WOOD Group has highlighted the boom in activity in the North Sea, which has put the oil services giant on course to record another year of bumper profits.

Aberdeen-based Wood Group said it was confident of meeting expectations for this year after cashing in on the recent surge in investment in UK waters.

In an interim management statement, Wood Group said its engineeing division, which works on new projects, was busy in the North Sea, where giants are investing in a range of bumper projects. Wood Group is working on BP's Quad204 project on the Schiehallion field west of Shetland.

The trading update was the last the company is expected to issue under the chairmanship of Sir Ian Wood, who developed the company out of the family-owned fishing business. Sir Ian will retire from the board on November 1 when Allister Langlands will succeed him as chairman.
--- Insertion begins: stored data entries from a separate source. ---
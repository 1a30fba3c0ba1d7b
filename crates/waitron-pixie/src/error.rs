//! Error types for boot descriptor generation

use thiserror::Error;

/// Error type for descriptor operations
#[derive(Debug, Error)]
pub enum PixieError {
    /// A field needed to boot the machine is absent
    #[error("missing boot configuration: {0}")]
    MissingConfig(String),

    /// The command line template failed to render
    #[error("cmdline template error: {0}")]
    Template(#[from] minijinja::Error),
}

/// Result type for descriptor operations
pub type Result<T> = std::result::Result<T, PixieError>;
Bob Keiller will succeed Mr Langlands as chief executive.

"In sub-sea and pipelines, we are particularly active in the North Sea and the North West shelf of Australia," said Wood Group.

The Wood Group PSN business, which works on existing assets, is benefiting from continued high levels of spending by oil and gas companies as they try to maximise production from fields they operate.
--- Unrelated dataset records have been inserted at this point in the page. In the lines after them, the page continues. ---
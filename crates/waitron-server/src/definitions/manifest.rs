//! The on-disk manifest format
//!
//! Machine files, group files and the service config all share this flat
//! layout. Every field is optional so layers can be merged before the result
//! is turned into a [`MachineDefinition`].

use serde::{Deserialize, Serialize};
use std::collections::BTreeMap;
use waitron_common::{BootImage, Interface, MachineDefinition, StaleBuildPolicy};

#[derive(Debug, Clone, Default, PartialEq, Serialize, Deserialize)]
pub struct MachineManifest {
    #[serde(default, skip_serializing_if = "Option::is_none")]
    pub hostname: Option<String>,
    #[serde(default, skip_serializing_if = "Option::is_none")]
    pub domain: Option<String>,
    #[serde(default, skip_serializing_if = "Option::is_none")]
    pub operatingsystem: Option<String>,
    #[serde(default, skip_serializing_if = "Option::is_none")]
    pub network: Option<Vec<Interface>>,
    #[serde(default, skip_serializing_if = "Option::is_none")]
    pub roles: Option<Vec<String>>,
    #[serde(default, skip_serializing_if = "Option::is_none")]
    pub disks: Option<Vec<String>>,
    #[serde(default, skip_serializing_if = "Option::is_none")]
    pub virtual_network: Option<String>,
    #[serde(default, skip_serializing_if = "Option::is_none")]
    pub cloud_init: Option<Vec<String>>,
    #[serde(default, skip_serializing_if = "Option::is_none")]
    pub preseed: Option<String>,
    #[serde(default, skip_serializing_if = "Option::is_none")]
    pub finish: Option<String>,
    #[serde(default, skip_serializing_if = "BTreeMap::is_empty")]
    pub params: BTreeMap<String, String>,

    #[serde(default, skip_serializing_if = "Option::is_none")]
    pub image_url: Option<String>,
    #[serde(default, skip_serializing_if = "Option::is_none")]
    pub kernel: Option<String>,
    #[serde(default, skip_serializing_if = "Option::is_none")]
    pub initrd: Option<Vec<String>>,
    #[serde(default, skip_serializing_if = "Option::is_none")]
    pub cmdline: Option<String>,

    #[serde(default, skip_serializing_if = "Option::is_none")]
    pub rescue_image_url: Option<String>,
    #[serde(default, skip_serializing_if = "Option::is_none")]
    pub rescue_kernel: Option<String>,
    #[serde(default, skip_serializing_if = "Option::is_none")]
    pub rescue_initrd: Option<Vec<String>>,
    #[serde(default, skip_serializing_if = "Option::is_none")]
    pub rescue_cmdline: Option<String>,

    #[serde(default, skip_serializing_if = "Option::is_none")]
    pub stale_build_threshold_secs: Option<u64>,
    #[serde(default, skip_serializing_if = "Option::is_none")]
    pub stale_build_commands: Option<Vec<String>>,
}

impl MachineManifest {
    /// Fill every unset field from `base`. Params merge key by key, ours winning.
    pub fn layered_over(self, base: &MachineManifest) -> MachineManifest {
        let mut params = base.params.clone();
        params.extend(self.params);

        MachineManifest {
            hostname: self.hostname.or_else(|| base.hostname.clone()),
            domain: self.domain.or_else(|| base.domain.clone()),
            operatingsystem: self.operatingsystem.or_else(|| base.operatingsystem.clone()),
            network: self.network.or_else(|| base.network.clone()),
            roles: self.roles.or_else(|| base.roles.clone()),
            disks: self.disks.or_else(|| base.disks.clone()),
            virtual_network: self.virtual_network.or_else(|| base.virtual_network.clone()),
            cloud_init: self.cloud_init.or_else(|| base.cloud_init.clone()),
            preseed: self.preseed.or_else(|| base.preseed.clone()),
            finish: self.finish.or_else(|| base.finish.clone()),
            params,
            image_url: self.image_url.or_else(|| base.image_url.clone()),
            kernel: self.kernel.or_else(|| base.kernel.clone()),
            initrd: self.initrd.or_else(|| base.initrd.clone()),
            cmdline: self.cmdline.or_else(|| base.cmdline.clone()),
            rescue_image_url: self.rescue_image_url.or_else(|| base.rescue_image_url.clone()),
            rescue_kernel: self.rescue_kernel.or_else(|| base.rescue_kernel.clone()),
            rescue_initrd: self.rescue_initrd.or_else(|| base.rescue_initrd.clone()),
            rescue_cmdline: self.rescue_cmdline.or_else(|| base.rescue_cmdline.clone()),
            stale_build_threshold_secs: self
                .stale_build_threshold_secs
                .or(base.stale_build_threshold_secs),
            stale_build_commands: self
                .stale_build_commands
                .or_else(|| base.stale_build_commands.clone()),
        }
    }

    fn has_rescue_image(&self) -> bool {
        self.rescue_kernel.is_some() || self.rescue_initrd.is_some()
    }

    /// Build the definition for `hostname`.
    ///
    /// The hostname argument wins over any `hostname` key so a file can never
    /// describe a machine other than the one it was looked up for.
    pub fn into_definition(self, hostname: &str) -> MachineDefinition {
        let rescue_boot = self.has_rescue_image().then(|| BootImage {
            image_url: self.rescue_image_url.clone().unwrap_or_default(),
            kernel: self.rescue_kernel.clone().unwrap_or_default(),
            initrd: self.rescue_initrd.clone().unwrap_or_default(),
            cmdline: self.rescue_cmdline.clone().unwrap_or_default(),
        });

        let stale_build = (self.stale_build_threshold_secs.is_some()
            || self.stale_build_commands.is_some())
        .then(|| {
            let defaults = StaleBuildPolicy::default();
            StaleBuildPolicy {
                threshold_secs: self
                    .stale_build_threshold_secs
                    .unwrap_or(defaults.threshold_secs),
                commands: self.stale_build_commands.clone().unwrap_or_default(),
            }
        });

        MachineDefinition {
            hostname: hostname.to_string(),
            domain: self.domain.unwrap_or_default(),
            operating_system: self.operatingsystem.unwrap_or_default(),
            network: self.network.unwrap_or_default(),
            roles: self.roles.unwrap_or_default(),
            disks: self.disks.unwrap_or_default(),
            virtual_network: self.virtual_network,
            cloud_init: self.cloud_init.unwrap_or_default(),
            preseed: self.preseed.unwrap_or_default(),
            finish: self.finish.unwrap_or_default(),
            params: self.params,
            boot: BootImage {
                image_url: self.image_url.unwrap_or_default(),
                kernel: self.kernel.unwrap_or_default(),
                initrd: self.initrd.unwrap_or_default(),
                cmdline: self.cmdline.unwrap_or_default(),
            },
            rescue_boot,
            stale_build,
        }
    }
}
The statement provides further evidence of the buoyant state of the market in the North Sea, where big-spending oil and gas firms are generating lots of work for services firms.

Research by Oil & Gas UK shows confidence levels reached a fresh record high in the North Sea in the second quarter as oil and gas firms ramped up activity to meet strong demand.

Wood Group has also been cashing in on strong oil and gas activity in North America, Africa and the Caspian. While it expects to lose $15m to $20m this year on a complex contract in Oman, directors believe this will be profitable eventually. The company concluded: "Conditions in energy markets remain favourable."

The consensus analysts' forecast is for Wood to increase earnings before interest, tax, depreciation and amortisation to $509m (£314m) this year from $396m in 2011.